__REQUIRED ACTION__.
In the entries below, how many lines include "HeaderValue"? Reply with the number and nothing more.

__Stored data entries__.
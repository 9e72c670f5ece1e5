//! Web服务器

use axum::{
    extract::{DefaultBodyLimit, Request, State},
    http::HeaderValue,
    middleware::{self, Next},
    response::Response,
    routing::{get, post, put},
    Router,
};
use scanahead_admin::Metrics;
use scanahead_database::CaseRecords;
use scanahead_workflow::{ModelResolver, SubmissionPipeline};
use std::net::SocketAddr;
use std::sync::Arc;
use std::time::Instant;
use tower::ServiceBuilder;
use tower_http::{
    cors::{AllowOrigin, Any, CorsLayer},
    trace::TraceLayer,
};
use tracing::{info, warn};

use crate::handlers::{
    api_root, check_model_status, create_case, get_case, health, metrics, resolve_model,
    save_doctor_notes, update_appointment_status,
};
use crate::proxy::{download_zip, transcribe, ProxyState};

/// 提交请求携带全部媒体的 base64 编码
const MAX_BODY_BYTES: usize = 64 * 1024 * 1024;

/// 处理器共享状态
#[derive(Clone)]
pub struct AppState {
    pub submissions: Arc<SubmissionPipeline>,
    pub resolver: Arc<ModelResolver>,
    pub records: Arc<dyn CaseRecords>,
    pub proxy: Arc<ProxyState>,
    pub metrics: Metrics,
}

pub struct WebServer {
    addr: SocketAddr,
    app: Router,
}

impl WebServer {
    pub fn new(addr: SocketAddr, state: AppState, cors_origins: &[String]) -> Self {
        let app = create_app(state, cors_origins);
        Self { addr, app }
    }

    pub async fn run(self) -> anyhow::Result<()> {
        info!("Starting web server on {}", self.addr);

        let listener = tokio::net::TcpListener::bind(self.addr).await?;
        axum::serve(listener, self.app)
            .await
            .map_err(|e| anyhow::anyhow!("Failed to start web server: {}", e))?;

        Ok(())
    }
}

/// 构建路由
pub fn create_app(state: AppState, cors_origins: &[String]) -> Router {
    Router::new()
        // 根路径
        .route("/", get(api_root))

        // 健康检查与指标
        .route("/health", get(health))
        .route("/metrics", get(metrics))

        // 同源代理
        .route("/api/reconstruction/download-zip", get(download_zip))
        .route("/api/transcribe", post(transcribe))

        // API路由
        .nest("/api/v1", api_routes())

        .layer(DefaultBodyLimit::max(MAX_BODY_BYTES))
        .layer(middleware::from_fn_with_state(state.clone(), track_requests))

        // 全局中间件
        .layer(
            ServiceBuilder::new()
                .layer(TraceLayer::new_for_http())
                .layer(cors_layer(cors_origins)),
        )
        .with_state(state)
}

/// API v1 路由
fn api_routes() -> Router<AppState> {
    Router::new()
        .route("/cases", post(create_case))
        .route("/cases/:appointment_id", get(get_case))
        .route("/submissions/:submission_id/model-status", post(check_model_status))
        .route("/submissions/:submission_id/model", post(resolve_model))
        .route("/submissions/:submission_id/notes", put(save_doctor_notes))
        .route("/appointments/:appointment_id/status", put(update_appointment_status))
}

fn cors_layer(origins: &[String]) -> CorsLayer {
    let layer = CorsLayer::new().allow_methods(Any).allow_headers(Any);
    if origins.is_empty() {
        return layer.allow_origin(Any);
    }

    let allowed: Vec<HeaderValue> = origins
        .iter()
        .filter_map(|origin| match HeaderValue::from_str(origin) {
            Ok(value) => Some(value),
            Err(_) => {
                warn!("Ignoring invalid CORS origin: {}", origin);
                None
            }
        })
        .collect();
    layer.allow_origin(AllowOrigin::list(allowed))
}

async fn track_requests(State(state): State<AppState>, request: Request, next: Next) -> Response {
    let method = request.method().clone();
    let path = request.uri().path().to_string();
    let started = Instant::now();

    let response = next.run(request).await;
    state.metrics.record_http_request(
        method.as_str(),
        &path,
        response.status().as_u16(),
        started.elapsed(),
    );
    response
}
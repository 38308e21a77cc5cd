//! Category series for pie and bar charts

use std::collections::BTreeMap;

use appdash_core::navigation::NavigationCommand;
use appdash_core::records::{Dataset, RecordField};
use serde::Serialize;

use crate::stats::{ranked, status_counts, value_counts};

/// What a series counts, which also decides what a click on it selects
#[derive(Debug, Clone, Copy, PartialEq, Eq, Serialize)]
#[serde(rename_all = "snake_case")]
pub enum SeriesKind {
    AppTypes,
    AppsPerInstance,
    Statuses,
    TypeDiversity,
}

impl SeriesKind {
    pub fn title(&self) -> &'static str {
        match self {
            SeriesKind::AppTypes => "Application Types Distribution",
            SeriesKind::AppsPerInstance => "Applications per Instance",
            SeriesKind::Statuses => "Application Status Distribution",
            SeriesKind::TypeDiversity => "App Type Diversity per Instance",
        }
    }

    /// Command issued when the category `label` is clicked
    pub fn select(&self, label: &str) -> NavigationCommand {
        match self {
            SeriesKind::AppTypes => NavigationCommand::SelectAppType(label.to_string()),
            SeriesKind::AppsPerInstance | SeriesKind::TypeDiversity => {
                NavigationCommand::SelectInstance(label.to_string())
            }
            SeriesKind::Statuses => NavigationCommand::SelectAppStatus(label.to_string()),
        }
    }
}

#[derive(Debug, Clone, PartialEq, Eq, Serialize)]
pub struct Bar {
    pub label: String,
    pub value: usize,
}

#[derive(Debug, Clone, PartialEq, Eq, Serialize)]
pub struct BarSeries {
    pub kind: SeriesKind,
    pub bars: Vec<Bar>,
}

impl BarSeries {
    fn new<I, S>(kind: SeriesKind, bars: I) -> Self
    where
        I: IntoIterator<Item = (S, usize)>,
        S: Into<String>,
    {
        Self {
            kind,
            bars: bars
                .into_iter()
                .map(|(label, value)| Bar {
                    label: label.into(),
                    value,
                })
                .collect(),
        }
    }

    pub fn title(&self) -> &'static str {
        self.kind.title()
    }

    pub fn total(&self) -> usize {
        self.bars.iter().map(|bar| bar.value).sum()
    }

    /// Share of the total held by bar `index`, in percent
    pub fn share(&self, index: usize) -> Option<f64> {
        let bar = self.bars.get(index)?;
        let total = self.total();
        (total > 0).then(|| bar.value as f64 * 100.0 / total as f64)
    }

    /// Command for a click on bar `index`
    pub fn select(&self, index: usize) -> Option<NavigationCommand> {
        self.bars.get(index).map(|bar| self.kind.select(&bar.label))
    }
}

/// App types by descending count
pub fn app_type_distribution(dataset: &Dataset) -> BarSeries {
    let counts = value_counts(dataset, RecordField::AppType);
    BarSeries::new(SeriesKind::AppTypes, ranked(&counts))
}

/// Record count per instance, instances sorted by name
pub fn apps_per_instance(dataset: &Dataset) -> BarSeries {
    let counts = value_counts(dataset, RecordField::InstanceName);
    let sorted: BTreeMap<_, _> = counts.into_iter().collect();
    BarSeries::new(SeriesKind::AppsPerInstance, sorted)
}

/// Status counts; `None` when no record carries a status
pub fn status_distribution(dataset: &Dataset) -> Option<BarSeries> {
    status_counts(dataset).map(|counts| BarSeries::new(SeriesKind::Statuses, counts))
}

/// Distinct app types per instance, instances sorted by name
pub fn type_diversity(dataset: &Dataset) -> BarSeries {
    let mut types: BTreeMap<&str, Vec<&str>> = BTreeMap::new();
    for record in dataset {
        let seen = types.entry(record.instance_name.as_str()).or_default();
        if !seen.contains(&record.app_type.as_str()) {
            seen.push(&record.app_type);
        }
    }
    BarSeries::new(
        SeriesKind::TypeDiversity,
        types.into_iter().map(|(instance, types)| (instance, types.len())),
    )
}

__TASK OUTPUT__.
3